**EXERCISE DESCRIPTION:**
Wherever a line in the records below contains "required", copy that line.

◆ ◆ ◆ ◆

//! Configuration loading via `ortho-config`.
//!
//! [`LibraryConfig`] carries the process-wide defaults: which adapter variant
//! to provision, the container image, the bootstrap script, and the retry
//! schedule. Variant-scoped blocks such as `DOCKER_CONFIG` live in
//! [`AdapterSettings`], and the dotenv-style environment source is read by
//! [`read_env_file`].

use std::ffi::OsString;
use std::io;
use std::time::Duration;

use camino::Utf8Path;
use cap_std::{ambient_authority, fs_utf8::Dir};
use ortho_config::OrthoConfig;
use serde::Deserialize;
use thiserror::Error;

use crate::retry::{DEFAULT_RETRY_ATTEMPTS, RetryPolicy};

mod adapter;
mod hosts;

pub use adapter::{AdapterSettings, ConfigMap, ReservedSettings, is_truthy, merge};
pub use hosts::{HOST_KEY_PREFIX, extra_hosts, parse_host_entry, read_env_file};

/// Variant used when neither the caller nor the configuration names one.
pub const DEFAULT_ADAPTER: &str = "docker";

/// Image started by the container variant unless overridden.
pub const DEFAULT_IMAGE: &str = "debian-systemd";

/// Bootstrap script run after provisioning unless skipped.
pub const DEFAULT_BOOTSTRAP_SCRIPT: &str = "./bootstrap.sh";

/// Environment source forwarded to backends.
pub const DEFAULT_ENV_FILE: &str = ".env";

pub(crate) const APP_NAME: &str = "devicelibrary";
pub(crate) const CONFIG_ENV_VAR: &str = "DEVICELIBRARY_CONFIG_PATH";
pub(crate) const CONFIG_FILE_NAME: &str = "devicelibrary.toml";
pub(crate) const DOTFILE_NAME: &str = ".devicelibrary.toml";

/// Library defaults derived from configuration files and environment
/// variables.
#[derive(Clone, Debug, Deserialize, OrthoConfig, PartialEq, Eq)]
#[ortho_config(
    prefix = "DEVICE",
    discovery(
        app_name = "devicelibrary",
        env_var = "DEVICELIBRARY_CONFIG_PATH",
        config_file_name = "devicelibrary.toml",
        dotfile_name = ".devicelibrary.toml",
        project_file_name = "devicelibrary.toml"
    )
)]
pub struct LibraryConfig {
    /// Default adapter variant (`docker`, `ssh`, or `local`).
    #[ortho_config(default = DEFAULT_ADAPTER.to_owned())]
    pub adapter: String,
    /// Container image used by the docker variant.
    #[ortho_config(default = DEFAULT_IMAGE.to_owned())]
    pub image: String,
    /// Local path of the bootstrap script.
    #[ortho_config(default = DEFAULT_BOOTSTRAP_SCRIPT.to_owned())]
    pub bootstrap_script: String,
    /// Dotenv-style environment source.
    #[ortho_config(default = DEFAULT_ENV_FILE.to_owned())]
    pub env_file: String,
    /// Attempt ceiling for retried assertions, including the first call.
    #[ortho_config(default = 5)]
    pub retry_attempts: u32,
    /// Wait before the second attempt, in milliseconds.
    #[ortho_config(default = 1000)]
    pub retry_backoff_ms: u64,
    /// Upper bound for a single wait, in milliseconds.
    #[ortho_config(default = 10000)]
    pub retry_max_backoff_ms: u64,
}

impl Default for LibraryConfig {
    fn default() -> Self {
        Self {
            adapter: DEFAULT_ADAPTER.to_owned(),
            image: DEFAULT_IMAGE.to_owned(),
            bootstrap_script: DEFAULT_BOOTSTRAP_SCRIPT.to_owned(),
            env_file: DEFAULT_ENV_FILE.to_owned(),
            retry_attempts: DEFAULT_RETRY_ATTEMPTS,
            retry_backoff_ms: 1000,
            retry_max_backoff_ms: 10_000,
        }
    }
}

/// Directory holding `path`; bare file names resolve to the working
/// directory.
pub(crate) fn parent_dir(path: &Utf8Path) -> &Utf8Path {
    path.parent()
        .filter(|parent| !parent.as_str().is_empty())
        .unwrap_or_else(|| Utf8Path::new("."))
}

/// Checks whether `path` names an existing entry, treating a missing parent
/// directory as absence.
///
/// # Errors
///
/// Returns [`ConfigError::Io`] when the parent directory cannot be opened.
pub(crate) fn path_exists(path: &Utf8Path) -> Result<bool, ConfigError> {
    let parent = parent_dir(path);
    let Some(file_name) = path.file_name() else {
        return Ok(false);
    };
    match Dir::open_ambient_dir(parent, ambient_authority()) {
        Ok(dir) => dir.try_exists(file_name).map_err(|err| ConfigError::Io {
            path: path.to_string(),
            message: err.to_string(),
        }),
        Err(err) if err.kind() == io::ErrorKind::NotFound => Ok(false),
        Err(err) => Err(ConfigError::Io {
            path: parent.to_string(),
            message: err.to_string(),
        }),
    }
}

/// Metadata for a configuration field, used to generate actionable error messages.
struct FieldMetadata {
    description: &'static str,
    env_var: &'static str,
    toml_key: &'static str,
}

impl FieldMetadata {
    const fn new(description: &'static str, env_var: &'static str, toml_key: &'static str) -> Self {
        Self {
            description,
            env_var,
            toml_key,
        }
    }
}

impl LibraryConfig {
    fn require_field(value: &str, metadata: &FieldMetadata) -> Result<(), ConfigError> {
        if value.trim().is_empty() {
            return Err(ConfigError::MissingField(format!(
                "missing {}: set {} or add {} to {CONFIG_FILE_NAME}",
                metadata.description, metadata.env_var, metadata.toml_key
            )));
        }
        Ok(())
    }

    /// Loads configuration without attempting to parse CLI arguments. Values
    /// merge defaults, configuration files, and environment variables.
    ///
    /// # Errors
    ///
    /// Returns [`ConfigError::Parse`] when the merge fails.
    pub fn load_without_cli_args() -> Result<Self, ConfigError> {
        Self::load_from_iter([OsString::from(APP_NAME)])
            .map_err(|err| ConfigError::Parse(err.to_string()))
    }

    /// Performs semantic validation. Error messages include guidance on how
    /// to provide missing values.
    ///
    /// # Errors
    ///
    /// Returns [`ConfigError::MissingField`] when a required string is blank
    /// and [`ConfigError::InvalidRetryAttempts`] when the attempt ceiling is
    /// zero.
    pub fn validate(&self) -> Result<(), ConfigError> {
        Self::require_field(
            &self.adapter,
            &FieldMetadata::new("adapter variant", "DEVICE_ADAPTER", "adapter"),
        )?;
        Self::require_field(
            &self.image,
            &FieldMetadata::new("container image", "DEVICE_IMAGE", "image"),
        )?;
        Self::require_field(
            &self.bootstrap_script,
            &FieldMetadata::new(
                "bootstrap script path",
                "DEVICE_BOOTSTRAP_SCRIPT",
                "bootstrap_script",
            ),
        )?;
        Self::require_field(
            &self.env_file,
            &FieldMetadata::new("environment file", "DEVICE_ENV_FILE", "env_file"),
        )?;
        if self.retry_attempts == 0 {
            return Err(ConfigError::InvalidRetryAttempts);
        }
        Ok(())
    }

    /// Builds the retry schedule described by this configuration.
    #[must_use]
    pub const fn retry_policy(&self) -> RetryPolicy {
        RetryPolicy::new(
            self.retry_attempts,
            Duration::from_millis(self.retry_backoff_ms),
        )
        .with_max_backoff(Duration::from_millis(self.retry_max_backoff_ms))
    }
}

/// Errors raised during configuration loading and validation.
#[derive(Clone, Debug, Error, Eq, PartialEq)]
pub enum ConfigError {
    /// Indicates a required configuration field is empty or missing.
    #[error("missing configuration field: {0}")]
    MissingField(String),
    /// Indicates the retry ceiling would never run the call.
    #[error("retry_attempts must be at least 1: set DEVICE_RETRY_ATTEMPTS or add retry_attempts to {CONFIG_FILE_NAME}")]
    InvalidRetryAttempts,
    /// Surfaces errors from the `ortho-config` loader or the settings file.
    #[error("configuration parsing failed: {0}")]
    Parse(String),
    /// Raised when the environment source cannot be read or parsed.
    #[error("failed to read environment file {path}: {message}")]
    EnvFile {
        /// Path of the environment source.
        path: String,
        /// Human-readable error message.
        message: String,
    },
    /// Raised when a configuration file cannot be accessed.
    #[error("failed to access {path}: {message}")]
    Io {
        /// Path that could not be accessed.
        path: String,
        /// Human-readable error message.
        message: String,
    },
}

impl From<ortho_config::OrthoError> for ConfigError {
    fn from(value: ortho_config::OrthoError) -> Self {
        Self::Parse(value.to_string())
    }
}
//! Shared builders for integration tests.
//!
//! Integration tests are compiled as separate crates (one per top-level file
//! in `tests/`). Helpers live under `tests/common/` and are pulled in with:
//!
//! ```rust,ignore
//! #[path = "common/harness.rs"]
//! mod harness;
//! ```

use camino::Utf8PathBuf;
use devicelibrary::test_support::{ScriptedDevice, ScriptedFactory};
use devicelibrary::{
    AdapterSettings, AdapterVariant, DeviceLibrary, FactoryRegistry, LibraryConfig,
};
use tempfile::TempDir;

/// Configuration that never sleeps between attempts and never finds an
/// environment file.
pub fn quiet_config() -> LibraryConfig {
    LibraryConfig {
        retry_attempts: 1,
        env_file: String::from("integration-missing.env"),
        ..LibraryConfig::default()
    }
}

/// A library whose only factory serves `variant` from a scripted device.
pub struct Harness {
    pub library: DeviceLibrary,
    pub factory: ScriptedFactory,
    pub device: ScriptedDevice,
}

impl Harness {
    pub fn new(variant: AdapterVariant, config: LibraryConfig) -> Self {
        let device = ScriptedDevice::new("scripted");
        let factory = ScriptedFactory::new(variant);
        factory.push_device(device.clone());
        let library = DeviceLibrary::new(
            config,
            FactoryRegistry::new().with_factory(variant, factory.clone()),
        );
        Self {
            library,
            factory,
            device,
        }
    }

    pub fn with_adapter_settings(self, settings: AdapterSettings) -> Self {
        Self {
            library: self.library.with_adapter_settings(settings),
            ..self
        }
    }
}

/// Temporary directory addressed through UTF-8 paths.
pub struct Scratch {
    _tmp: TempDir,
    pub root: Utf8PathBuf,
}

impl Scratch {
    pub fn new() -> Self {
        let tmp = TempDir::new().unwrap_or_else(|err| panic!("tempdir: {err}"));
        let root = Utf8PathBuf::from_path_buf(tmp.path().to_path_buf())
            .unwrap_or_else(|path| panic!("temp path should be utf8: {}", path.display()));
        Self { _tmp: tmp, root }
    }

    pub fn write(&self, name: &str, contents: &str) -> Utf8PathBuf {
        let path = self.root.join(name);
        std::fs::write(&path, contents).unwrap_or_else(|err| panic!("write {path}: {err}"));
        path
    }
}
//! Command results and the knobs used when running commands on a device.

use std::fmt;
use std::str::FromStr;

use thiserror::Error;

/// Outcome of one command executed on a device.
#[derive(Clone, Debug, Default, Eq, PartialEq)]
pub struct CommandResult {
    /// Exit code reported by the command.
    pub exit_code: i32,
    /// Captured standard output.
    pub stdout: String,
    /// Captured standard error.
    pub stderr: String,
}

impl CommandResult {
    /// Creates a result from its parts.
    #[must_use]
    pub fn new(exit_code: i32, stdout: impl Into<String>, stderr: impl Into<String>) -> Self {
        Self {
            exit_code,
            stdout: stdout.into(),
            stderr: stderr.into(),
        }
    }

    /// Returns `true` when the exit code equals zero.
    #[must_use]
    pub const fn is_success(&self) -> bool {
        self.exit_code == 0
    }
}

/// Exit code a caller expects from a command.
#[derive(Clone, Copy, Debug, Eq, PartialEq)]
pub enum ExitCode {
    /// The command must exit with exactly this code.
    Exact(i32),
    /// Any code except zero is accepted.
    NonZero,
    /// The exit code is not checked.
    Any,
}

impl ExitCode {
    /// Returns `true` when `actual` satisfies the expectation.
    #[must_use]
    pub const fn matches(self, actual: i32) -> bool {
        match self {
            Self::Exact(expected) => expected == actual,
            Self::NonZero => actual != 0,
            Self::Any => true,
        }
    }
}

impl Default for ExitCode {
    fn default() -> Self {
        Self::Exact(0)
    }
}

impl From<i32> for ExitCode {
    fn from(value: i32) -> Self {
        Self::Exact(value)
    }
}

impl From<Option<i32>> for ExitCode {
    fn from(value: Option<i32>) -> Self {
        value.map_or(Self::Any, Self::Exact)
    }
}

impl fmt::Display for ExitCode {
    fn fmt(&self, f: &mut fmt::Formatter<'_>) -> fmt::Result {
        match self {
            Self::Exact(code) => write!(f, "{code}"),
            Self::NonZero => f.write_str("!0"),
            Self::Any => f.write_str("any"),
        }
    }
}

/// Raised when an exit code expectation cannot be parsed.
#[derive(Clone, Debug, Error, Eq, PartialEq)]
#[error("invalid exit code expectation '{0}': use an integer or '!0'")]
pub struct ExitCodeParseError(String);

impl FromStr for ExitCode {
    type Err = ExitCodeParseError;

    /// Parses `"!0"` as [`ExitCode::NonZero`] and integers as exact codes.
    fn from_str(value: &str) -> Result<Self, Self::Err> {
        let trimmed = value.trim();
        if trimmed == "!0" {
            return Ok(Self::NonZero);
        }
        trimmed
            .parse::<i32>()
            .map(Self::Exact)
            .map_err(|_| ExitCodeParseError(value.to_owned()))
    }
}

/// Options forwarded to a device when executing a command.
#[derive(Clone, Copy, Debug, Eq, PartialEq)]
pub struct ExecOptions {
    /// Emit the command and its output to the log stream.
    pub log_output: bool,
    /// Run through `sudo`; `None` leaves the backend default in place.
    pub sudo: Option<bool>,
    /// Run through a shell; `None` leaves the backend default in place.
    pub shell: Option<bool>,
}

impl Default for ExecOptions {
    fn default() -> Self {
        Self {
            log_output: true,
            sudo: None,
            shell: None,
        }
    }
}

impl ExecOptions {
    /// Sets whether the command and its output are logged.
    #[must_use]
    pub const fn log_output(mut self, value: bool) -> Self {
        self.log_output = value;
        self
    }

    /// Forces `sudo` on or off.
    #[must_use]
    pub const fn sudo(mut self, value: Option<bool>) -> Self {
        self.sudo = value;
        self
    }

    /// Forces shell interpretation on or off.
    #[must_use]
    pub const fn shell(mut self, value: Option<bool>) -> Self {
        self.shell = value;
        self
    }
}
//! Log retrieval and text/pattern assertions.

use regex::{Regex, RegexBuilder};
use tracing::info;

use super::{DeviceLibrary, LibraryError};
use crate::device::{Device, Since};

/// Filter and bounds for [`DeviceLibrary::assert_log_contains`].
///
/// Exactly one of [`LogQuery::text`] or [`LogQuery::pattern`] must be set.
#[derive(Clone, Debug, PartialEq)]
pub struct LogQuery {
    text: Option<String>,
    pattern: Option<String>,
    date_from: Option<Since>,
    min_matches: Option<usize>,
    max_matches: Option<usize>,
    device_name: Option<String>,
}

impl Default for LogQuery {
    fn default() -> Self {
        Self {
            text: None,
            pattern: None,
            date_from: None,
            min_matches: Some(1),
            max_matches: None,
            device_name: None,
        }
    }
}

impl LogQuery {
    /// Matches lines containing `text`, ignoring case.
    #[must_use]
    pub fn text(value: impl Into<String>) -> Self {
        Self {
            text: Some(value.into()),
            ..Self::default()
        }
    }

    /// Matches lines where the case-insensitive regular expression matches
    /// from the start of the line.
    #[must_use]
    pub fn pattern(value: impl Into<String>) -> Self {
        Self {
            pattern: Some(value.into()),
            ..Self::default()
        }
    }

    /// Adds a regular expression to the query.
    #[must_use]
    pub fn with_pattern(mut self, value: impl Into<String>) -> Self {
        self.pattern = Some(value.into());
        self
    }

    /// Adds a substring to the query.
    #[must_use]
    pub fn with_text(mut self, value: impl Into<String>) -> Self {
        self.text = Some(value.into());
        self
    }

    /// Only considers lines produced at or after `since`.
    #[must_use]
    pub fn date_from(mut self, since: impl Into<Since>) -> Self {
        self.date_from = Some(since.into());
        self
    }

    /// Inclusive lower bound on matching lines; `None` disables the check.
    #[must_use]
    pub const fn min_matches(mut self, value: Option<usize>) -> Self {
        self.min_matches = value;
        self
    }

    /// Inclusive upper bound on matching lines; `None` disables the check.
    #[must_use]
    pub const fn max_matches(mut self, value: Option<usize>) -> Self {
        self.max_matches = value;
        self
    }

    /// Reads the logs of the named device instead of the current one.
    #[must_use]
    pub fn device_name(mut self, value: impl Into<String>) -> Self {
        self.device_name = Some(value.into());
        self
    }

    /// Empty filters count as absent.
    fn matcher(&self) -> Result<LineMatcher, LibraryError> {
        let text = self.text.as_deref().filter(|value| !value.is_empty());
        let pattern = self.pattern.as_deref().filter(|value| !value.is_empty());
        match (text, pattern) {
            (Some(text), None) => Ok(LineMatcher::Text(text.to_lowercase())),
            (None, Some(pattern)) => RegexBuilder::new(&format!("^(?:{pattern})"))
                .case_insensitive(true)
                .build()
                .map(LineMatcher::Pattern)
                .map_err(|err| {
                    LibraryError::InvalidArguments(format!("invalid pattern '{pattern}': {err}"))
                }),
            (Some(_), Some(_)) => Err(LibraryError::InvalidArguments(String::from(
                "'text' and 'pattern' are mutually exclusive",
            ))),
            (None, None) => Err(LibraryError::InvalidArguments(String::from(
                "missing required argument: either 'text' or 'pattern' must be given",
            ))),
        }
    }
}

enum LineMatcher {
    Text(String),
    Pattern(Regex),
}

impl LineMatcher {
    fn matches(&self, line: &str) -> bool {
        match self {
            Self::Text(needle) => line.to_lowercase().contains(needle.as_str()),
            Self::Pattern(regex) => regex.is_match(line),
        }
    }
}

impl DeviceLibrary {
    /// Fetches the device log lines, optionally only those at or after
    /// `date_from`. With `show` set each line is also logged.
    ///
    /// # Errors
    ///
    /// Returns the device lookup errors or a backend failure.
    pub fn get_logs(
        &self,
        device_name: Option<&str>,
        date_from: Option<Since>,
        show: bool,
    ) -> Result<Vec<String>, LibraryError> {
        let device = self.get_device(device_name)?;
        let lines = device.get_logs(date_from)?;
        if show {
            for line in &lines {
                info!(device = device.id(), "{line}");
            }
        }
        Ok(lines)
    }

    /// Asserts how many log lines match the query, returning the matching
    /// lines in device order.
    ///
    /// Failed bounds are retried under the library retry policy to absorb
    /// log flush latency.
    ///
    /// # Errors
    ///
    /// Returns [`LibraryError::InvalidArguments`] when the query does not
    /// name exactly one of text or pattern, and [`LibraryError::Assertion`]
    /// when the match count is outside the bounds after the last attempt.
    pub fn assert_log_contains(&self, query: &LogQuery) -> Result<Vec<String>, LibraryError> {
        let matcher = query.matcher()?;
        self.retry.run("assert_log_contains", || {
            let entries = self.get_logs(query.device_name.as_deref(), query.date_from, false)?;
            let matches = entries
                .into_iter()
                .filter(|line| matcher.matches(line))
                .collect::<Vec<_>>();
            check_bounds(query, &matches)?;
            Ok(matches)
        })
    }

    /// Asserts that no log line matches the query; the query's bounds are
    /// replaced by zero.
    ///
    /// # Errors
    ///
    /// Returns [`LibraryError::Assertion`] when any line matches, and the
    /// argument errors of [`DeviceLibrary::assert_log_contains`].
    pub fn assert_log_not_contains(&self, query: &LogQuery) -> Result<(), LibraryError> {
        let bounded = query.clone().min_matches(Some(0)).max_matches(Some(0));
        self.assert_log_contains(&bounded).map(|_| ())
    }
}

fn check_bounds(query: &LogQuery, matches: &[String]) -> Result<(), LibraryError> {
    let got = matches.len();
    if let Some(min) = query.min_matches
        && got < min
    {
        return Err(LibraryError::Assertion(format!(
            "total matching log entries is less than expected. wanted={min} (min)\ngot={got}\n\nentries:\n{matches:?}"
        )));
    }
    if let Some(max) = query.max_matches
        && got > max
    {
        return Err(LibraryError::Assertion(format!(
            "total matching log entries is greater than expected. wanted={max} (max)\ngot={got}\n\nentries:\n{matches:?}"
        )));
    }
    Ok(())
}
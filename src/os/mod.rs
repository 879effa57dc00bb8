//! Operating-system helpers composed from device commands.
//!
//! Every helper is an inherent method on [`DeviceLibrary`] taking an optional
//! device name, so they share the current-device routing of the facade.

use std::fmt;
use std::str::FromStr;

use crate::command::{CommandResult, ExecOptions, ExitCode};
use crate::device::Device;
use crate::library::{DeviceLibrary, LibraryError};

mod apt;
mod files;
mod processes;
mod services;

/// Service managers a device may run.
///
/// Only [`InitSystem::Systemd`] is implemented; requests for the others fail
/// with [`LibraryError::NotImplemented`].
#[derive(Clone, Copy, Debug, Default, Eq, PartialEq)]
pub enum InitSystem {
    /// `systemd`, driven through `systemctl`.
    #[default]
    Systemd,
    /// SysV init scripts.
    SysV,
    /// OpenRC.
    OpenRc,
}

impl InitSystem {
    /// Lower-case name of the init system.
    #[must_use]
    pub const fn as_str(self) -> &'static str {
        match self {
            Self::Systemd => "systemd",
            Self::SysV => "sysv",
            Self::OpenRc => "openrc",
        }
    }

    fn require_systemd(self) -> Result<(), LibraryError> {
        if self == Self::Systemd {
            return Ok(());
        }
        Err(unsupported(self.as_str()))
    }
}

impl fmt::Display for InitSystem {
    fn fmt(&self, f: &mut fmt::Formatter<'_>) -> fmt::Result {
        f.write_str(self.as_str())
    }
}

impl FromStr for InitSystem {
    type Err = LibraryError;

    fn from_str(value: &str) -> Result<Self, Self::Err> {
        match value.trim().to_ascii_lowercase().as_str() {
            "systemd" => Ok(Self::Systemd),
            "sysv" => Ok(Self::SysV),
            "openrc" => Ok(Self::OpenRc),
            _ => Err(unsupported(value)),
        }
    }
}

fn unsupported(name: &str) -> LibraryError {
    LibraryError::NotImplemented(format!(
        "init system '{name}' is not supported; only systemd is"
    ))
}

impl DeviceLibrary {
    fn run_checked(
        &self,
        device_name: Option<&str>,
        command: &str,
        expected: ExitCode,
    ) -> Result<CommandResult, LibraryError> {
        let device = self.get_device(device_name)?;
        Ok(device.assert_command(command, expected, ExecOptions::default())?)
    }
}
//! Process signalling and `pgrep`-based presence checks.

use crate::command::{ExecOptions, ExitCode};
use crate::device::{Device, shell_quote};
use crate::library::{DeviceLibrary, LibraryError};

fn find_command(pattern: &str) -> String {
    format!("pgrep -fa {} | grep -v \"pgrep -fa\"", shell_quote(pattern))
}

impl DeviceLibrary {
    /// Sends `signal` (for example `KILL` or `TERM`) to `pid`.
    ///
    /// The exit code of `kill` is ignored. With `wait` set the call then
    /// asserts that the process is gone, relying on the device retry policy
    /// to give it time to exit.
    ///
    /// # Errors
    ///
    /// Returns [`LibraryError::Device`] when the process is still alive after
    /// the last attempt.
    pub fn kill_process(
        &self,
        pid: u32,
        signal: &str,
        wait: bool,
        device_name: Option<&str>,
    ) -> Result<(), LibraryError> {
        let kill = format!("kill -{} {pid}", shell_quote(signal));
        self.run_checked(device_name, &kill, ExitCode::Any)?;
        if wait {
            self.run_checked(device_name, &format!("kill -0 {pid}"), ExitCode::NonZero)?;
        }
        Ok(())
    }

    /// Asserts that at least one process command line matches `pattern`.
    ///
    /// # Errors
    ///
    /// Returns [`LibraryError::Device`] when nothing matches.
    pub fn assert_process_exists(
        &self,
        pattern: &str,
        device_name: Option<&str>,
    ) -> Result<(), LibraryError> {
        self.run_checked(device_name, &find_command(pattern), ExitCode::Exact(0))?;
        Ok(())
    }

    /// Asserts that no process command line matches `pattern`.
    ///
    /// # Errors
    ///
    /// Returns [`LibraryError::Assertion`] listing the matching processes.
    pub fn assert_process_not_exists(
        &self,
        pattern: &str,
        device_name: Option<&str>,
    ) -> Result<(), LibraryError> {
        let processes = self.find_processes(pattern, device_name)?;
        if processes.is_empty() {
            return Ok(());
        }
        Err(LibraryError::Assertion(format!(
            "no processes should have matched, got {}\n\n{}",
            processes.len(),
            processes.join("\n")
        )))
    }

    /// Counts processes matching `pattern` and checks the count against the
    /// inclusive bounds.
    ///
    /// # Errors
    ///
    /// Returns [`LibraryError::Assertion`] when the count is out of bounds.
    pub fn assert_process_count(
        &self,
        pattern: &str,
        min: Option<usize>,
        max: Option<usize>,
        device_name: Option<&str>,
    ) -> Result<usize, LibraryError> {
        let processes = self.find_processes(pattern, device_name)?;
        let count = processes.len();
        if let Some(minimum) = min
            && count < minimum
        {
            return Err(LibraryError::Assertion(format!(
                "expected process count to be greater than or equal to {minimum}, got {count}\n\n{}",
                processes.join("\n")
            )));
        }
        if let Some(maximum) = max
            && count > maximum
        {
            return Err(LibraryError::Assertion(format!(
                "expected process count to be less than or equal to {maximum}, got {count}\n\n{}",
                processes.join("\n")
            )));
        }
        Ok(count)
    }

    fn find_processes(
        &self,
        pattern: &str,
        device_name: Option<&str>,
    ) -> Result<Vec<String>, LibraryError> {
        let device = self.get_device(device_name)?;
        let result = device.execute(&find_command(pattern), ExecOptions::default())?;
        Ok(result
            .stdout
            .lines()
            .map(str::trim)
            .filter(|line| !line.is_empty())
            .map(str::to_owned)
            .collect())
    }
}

◆ ◆ ◆ ◆

**TASK RESPONSE:**
    /// Returns [`ConfigError::MissingField`] when a required string is blank
    /// Indicates a required configuration field is empty or missing.
                "missing required argument: either 'text' or 'pattern' must be given",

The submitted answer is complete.